To investigate the properties of the CRP-Spot 42 feedforward loop, we focused on two validated targets of Spot 42, srlA and fucI. We chose these genes because of strong evidence that both are transcriptionally activated by CRP; two CRP binding sites upstream of the fucI promoter have been mapped (Chen et al., 1987) and the srlA promoter contains a potential CRP binding site and has been shown to require CRP for transcription initiation (Yamada and Saier, 1988; Zheng et al., 2004) (Table S1). To effectively measure the protein output of this feedforward loop, we fused SPA – a composite peptide tag containing three FLAG epitopes – to the 3′ end of the genomic copy of srlA or fucI (Zeghouf et al., 2004).

Spot 42 can reduce leaky expression under catabolite repression

We first evaluated how the CRP-Spot 42 feedforward loop regulates the expression of target genes under steady-state conditions. In addition to each wild type strain containing the full feedforward loop (wt), two mutant strains were generated with reduced loops: one reduced to direct regulation by CRP through deletion of spfspf) and another with the entire loop disrupted through deletion of both spf and crpspf Δcrp) (Figure 5A). Strains were grown in LB to activate CRP or in LB and glucose to deactivate CRP since the Δcrp strains showed no growth in casamino acid-enriched M9 in the absence of glucose. Quantitative western blot analysis then was performed to measure the relative levels of SrlA-SPA and FucI-SPA under each experimental condition (Figure 5B,C and S3A,B).

This analysis showed that glucose reduced SrlA-SPA protein levels ~60-fold in the wt strain (Figure 5B). In the Δspf strain, glucose only reduced protein levels ~10-fold, consistent with a loss of Spot 42-mediated repression. Further deletion of crp eliminated the detectable expression of SrlA-SPA, showing that CRP is required for srlA transcription as observed previously (Yamada and Saier, 1988). We obtained similar results when the wt and Δspf strains were grown in casamino acid-enriched M9 containing glycerol (Figure S3C). We also obtained comparable results using an srlA-lacZ fusion, where glucose reduced fusion levels 61-fold in the wt strain and 37-fold in the Δspf strain (Figure S3E). These results suggest that Spot 42 acts to reduce leaky expression of srlA in the presence of glucose.

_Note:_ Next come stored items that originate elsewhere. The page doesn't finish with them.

pub mod codes;
pub mod handlers;
pub mod responses;

pub use codes::ErrorCode;

use axum::{
    Json,
    extract::rejection::{JsonRejection, QueryRejection},
    http::StatusCode,
    response::{IntoResponse, Response},
};
use serde::{Deserialize, Serialize};
use thiserror::Error;
use utoipa::ToSchema;
use validator::ValidationErrors;

/// Body of every error response.
///
/// ```json
/// {
///   "code": 1101,
///   "error": "LOGIN_ALREADY_USED",
///   "message": "Login name already used",
///   "details": null
/// }
/// ```
#[derive(Debug, Serialize, Deserialize, ToSchema)]
pub struct ErrorResponse {
    /// Integer error code for logging and monitoring
    pub code: i32,
    /// Machine-readable error identifier
    pub error: String,
    /// Human-readable error message
    pub message: String,
    /// Optional structured details (e.g., validation field errors)
    #[serde(skip_serializing_if = "Option::is_none")]
    pub details: Option<serde_json::Value>,
}

impl ErrorResponse {
    pub fn new(code: ErrorCode, message: impl Into<String>) -> Self {
        Self {
            code: code.code(),
            error: code.as_str().to_string(),
            message: message.into(),
            details: None,
        }
    }
}

/// Application error type that can be converted to HTTP responses.
#[derive(Debug, Error)]
#[non_exhaustive]
pub enum AppError {
    #[error("JSON parsing error: {0}")]
    SerdeJson(#[from] serde_json::Error),

    #[error("JSON extraction error: {0}")]
    JsonExtractorRejection(#[from] JsonRejection),

    #[error("Query extraction error: {0}")]
    QueryExtractorRejection(#[from] QueryRejection),

    #[error("Validation error: {0}")]
    ValidationError(#[from] ValidationErrors),

    /// Error with a dedicated code; status comes from [`ErrorCode::status`]
    #[error("{code}: {message}")]
    Coded { code: ErrorCode, message: String },

    #[error("Database error: {0}")]
    Database(String),

    #[error("Bad Request: {0}")]
    BadRequest(String),

    #[error("Unauthorized: {0}")]
    Unauthorized(String),

    #[error("Forbidden: {0}")]
    Forbidden(String),

    #[error("Not Found: {0}")]
    NotFound(String),

    #[error("Conflict: {0}")]
    Conflict(String),

    #[error("Internal Server Error: {0}")]
    InternalServerError(String),

    #[error("Service Unavailable: {0}")]
    ServiceUnavailable(String),
}

impl AppError {
    /// Error carrying `code` with its default message
    pub fn coded(code: ErrorCode) -> Self {
        Self::Coded {
            code,
            message: code.default_message().to_string(),
        }
    }
}

impl IntoResponse for AppError {
    fn into_response(self) -> Response {
        let (status, message, details, code) = match self {
            AppError::SerdeJson(e) => {
                tracing::error!(
                    error_code = ErrorCode::SerdeJsonError.code(),
                    "JSON parsing error: {:?}",
                    e
                );
                (
                    StatusCode::INTERNAL_SERVER_ERROR,
                    ErrorCode::SerdeJsonError.default_message().to_string(),
                    None,
                    ErrorCode::SerdeJsonError,
                )
            }
            AppError::JsonExtractorRejection(e) => {
                tracing::warn!(
                    error_code = ErrorCode::JsonExtraction.code(),
                    "JSON extraction error: {:?}",
                    e
                );
                (e.status(), e.body_text(), None, ErrorCode::JsonExtraction)
            }
            AppError::QueryExtractorRejection(e) => {
                tracing::info!(
                    error_code = ErrorCode::InvalidQuery.code(),
                    "Query extraction error: {:?}",
                    e
                );
                (
                    StatusCode::BAD_REQUEST,
                    e.body_text(),
                    None,
                    ErrorCode::InvalidQuery,
                )
            }
            AppError::ValidationError(e) => {
                tracing::info!(
                    error_code = ErrorCode::ValidationError.code(),
                    "Validation error: {:?}",
                    e
                );
                (
                    StatusCode::BAD_REQUEST,
                    ErrorCode::ValidationError.default_message().to_string(),
                    Some(serde_json::to_value(&e).unwrap_or(serde_json::Value::Null)),
                    ErrorCode::ValidationError,
                )
            }
            AppError::Coded { code, message } => {
                tracing::info!(error_code = code.code(), "{}: {}", code, message);
                (code.status(), message, None, code)
            }
            AppError::Database(msg) => {
                tracing::error!(
                    error_code = ErrorCode::DatabaseError.code(),
                    "Database error: {}",
                    msg
                );
                (
                    StatusCode::INTERNAL_SERVER_ERROR,
                    ErrorCode::DatabaseError.default_message().to_string(),
                    None,
                    ErrorCode::DatabaseError,
                )
            }
            AppError::BadRequest(msg) => {
                tracing::info!("Bad request: {}", msg);
                (StatusCode::BAD_REQUEST, msg, None, ErrorCode::BadRequest)
            }
            AppError::Unauthorized(msg) => {
                tracing::info!("Unauthorized: {}", msg);
                (StatusCode::UNAUTHORIZED, msg, None, ErrorCode::Unauthorized)
            }
            AppError::Forbidden(msg) => {
                tracing::info!("Forbidden: {}", msg);
                (StatusCode::FORBIDDEN, msg, None, ErrorCode::Forbidden)
            }
            AppError::NotFound(msg) => {
                tracing::info!(
                    error_code = ErrorCode::NotFound.code(),
                    "Not found: {}",
                    msg
                );
                (StatusCode::NOT_FOUND, msg, None, ErrorCode::NotFound)
            }
            AppError::Conflict(msg) => {
                tracing::info!("Conflict: {}", msg);
                (StatusCode::CONFLICT, msg, None, ErrorCode::Conflict)
            }
            AppError::InternalServerError(msg) => {
                tracing::error!(
                    error_code = ErrorCode::InternalError.code(),
                    "Internal server error: {}",
                    msg
                );
                (
                    StatusCode::INTERNAL_SERVER_ERROR,
                    ErrorCode::InternalError.default_message().to_string(),
                    None,
                    ErrorCode::InternalError,
                )
            }
            AppError::ServiceUnavailable(msg) => {
                tracing::warn!("Service unavailable: {}", msg);
                (
                    StatusCode::SERVICE_UNAVAILABLE,
                    msg,
                    None,
                    ErrorCode::ServiceUnavailable,
                )
            }
        };

        let body = Json(ErrorResponse {
            code: code.code(),
            error: code.as_str().to_string(),
            message,
            details,
        });

        (status, body).into_response()
    }
}

/// Build an error response outside of [`AppError`].
///
/// ```rust,ignore
/// use axum_helpers::errors::{error_response, ErrorCode};
/// use axum::http::StatusCode;
///
/// let response = error_response(
///     StatusCode::BAD_REQUEST,
///     "Invalid input".to_string(),
///     ErrorCode::ValidationError,
/// );
/// ```
pub fn error_response(status: StatusCode, message: String, error_code: ErrorCode) -> Response {
    (status, Json(ErrorResponse::new(error_code, message))).into_response()
}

Glucose reduced FucI-SPA protein levels ~3-fold in the wt strain. In the Δspf strain, glucose also reduced FucI-SPA levels ~3-fold. Further deletion of crp reduced protein levels in the presence and absence of glucose, where protein levels were slightly lower in the presence of glucose likely due to faster growth. We obtained similar results when the wt and Δspf strains were grown in casamino acid-enriched M9 containing glycerol (Figure S3D). We also tested a fucI-lacZ fusion, where glucose reduced fusion levels 6.2-fold in the wt strain and 4.7-fold in the Δspf strain (Figure S3F). This small difference in repression by glucose would be difficult to detect by quantitative western blot analysis. Overall, our steady-state results indicate that, as part of the CRP-Spot 42 feedforward loop, Spot 42 can reduce leaky expression under repressing conditions.

Spot 42 influences the dynamics of catabolite repression

Coherent feedforward loops comprised of transcription regulators can confer altered regulatory dynamics in comparison to direct regulation, as predicted by computational modeling and observed in multiple experimental systems (Kalir et al., 2005; Mangan and Alon, 2003; Mangan et al., 2003). To examine the regulatory dynamics conferred by the CRP-Spot 42 feedforward loop, we measured how quickly SrlA-SPA and FucI-SPA levels change after CRP is activated or deactivated. The deactivation of CRP was achieved by growing cells in casamino acid-enriched M9 containing glycerol and adding glucose, while the activation of CRP was achieved by growing cells in casamino acid-enriched M9 containing glycerol and glucose and adding cAMP.

Under conditions of CRP deactivation, the deletion of spf delayed gene repression (Figure 6, S4). For both SrlA-SPA and FucI-SPA, the addition of glucose had a negligible effect on protein levels over the first ~30 min (Figure 6A,C and S4E,G). After this time interval, protein levels in the wt strain began to decline while protein levels in the Δspf strain required an additional ~60 min before declining. The difference in the dynamics of gene repression between the wt and Δspf strains cannot be attributed to a difference in the growth rate (Figure S4I,J). In support of Spot 42 contributing to gene repression after ~30-min, Spot 42 reached maximal expression after ~20 min following glucose addition (Figure S4K,M). Western blotting results were confirmed through two independent experiments, although the results for FucI-SPA were more prone to variability due to the smaller change in protein levels following glucose addition. These results show that, in the context of the CRP-Spot 42 feedforward loop, Spot 42 acts to accelerate the repression of target genes.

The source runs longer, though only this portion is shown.